Automatic drawing is another opportunity to express images of the unconscious, but this time graphically. The language determines the result of an automatic writing session in one way or another - you'll most likely get the text in your native language and the words you write will be familiar with you. Visual images can allow you to extract images from the unconscious - it was their surrealists who perceived them as some kind of "miraculous" manifestations.

In developing the idea of automatic writing, surrealists rediscovered and adapted the "Dadaist case". Tristan Tzara, the founder of Dadaism, and Raul Hausmann, an Austrian artist and writer, invented a method of creating "random" poems that resembled a collage. Hausman asked printers to choose printed text blocks at random and print them randomly. Tzara cut out individual text fragments from newspapers and mixed them in a hat, pulled out the scraps blindly, while making up a Dadaist poem. A similar principle underpinned the Dadaist collages of the poet and artist Hans Arp

He left the creation of which he left to fate, scattering colored scraps of paper over the base sheet of paper, and then gluing them to the places where they fell.
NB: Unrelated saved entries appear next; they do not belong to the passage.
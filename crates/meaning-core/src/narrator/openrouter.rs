//! OpenRouter narrator: OpenAI-compatible chat completion over reqwest.
//!
//! API key: `OPENROUTER_API_KEY`. Any transport, status or parse failure is a
//! `Narrator` error so the engine can fall back to the mechanical justification.

use super::{NarrationRequest, Narrator};
use crate::error::{MeaningError, MeaningResult};
use async_trait::async_trait;
use serde::{Deserialize, Serialize};
use std::time::Duration;
use tracing::debug;

const OPENROUTER_API_BASE: &str = "https://openrouter.ai/api/v1";
pub const DEFAULT_MODEL: &str = "meta-llama/llama-3.3-70b-instruct";

const SYSTEM_PROMPT: &str = "You explain why two image meaning vectors match. \
    Use only the facts in the hint; do not invent features. \
    Answer in two or three plain sentences.";

#[derive(Serialize)]
struct ChatRequest {
    model: String,
    messages: Vec<ChatMessage>,
    #[serde(skip_serializing_if = "Option::is_none")]
    temperature: Option<f32>,
    #[serde(skip_serializing_if = "Option::is_none")]
    max_tokens: Option<u32>,
}

#[derive(Serialize)]
struct ChatMessage {
    role: String,
    content: String,
}

#[derive(Deserialize)]
struct ChatResponse {
    choices: Vec<ChatChoice>,
}

#[derive(Deserialize)]
struct ChatChoice {
    message: ChatMessageResponse,
}

#[derive(Deserialize)]
struct ChatMessageResponse {
    content: String,
}

pub struct OpenRouterNarrator {
    api_key: String,
    model: String,
    base_url: String,
    client: reqwest::Client,
}

impl OpenRouterNarrator {
    /// `None` when `OPENROUTER_API_KEY` is unset or blank.
    pub fn from_env() -> Option<Self> {
        let key = std::env::var("OPENROUTER_API_KEY").ok()?.trim().to_string();
        if key.is_empty() {
            return None;
        }
        Some(Self::new(key))
    }

    pub fn new(api_key: String) -> Self {
        let client = reqwest::Client::builder()
            .timeout(Duration::from_secs(60))
            .build()
            .unwrap_or_else(|_| reqwest::Client::new());
        Self {
            api_key: api_key.trim().to_string(),
            model: DEFAULT_MODEL.to_string(),
            base_url: OPENROUTER_API_BASE.to_string(),
            client,
        }
    }

    pub fn with_model(mut self, model: &str) -> Self {
        self.model = model.to_string();
        self
    }

    /// Point at another OpenAI-compatible endpoint.
    pub fn with_base_url(mut self, base_url: &str) -> Self {
        self.base_url = base_url.trim_end_matches('/').to_string();
        self
    }

    fn user_prompt(request: &NarrationRequest) -> String {
        format!(
            "Query vector: {:?}\nMatched vector: {:?}\nSimilarity score: {:.3}\nHint: {}",
            request.vector_a, request.vector_b, request.score, request.hint
        )
    }
}

#[async_trait]
impl Narrator for OpenRouterNarrator {
    fn name(&self) -> &str {
        "openrouter"
    }

    async fn narrate(&self, request: &NarrationRequest) -> MeaningResult<String> {
        let url = format!("{}/chat/completions", self.base_url);
        let body = ChatRequest {
            model: self.model.clone(),
            messages: vec![
                ChatMessage {
                    role: "system".to_string(),
                    content: SYSTEM_PROMPT.to_string(),
                },
                ChatMessage {
                    role: "user".to_string(),
                    content: Self::user_prompt(request),
                },
            ],
            temperature: Some(0.2),
            max_tokens: Some(400),
        };

        let res = self
            .client
            .post(&url)
            .header("Authorization", format!("Bearer {}", self.api_key))
            .header("X-Title", "meaning-engine")
            .json(&body)
            .send()
            .await
            .map_err(|e| MeaningError::Narrator(format!("request failed: {}", e)))?;

        if !res.status().is_success() {
            let status = res.status();
            let body = res.text().await.unwrap_or_default();
            return Err(MeaningError::Narrator(format!("API error {}: {}", status, body)));
        }

        let parsed: ChatResponse = res
            .json()
            .await
            .map_err(|e| MeaningError::Narrator(format!("response parse failed: {}", e)))?;

        let text = parsed
            .choices
            .into_iter()
            .next()
            .map(|c| c.message.content.trim().to_string())
            .filter(|t| !t.is_empty())
            .ok_or_else(|| MeaningError::Narrator("empty completion".to_string()))?;
        debug!(target: "meaning::narrator", model = %self.model, chars = text.len(), "Narration received");
        Ok(text)
    }
}

#[cfg(test)]
mod tests {
    use super::*;

    #[test]
    fn prompt_carries_vectors_and_hint() {
        let req = NarrationRequest {
            vector_a: vec![1.0, 0.0],
            vector_b: vec![1.0, 0.5],
            score: 0.9,
            hint: "shared is_dog".to_string(),
        };
        let prompt = OpenRouterNarrator::user_prompt(&req);
        assert!(prompt.contains("[1.0, 0.0]"));
        assert!(prompt.contains("0.900"));
        assert!(prompt.ends_with("Hint: shared is_dog"));
    }

    #[tokio::test]
    async fn unreachable_endpoint_is_a_narrator_error() {
        let narrator = OpenRouterNarrator::new("test-key".to_string())
            .with_base_url("http://127.0.0.1:9/v1/");
        let req = NarrationRequest {
            vector_a: vec![],
            vector_b: vec![],
            score: 0.0,
            hint: String::new(),
        };
        let err = narrator.narrate(&req).await.unwrap_err();
        assert!(matches!(err, MeaningError::Narrator(_)));
    }
}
Among the surrealist experiments, which were based on a "miracle" of chance, was a group game called "Exquisite Corpse". In fact, it was a collage again - from the words added in turn by all the participants of the game. On a piece of paper, the participants would take turns writing down phrases or sentences, and each subsequent player should not have known what the previous one had written. The result was a collective narrative that seemed absurd at first glance. But such a game allowed you to create works regardless of the aesthetic preferences of each of the authors. The title of the game refers to one of the first results of such an experiment: "A refined corpse will drink young wine. This game was also adapted to the possibilities of drawing: each player had to capture the part of the image assigned to him. By depicting a human figure, the surrealists, with their inherent metaphorical displacement, received images that vaguely resembled a human being.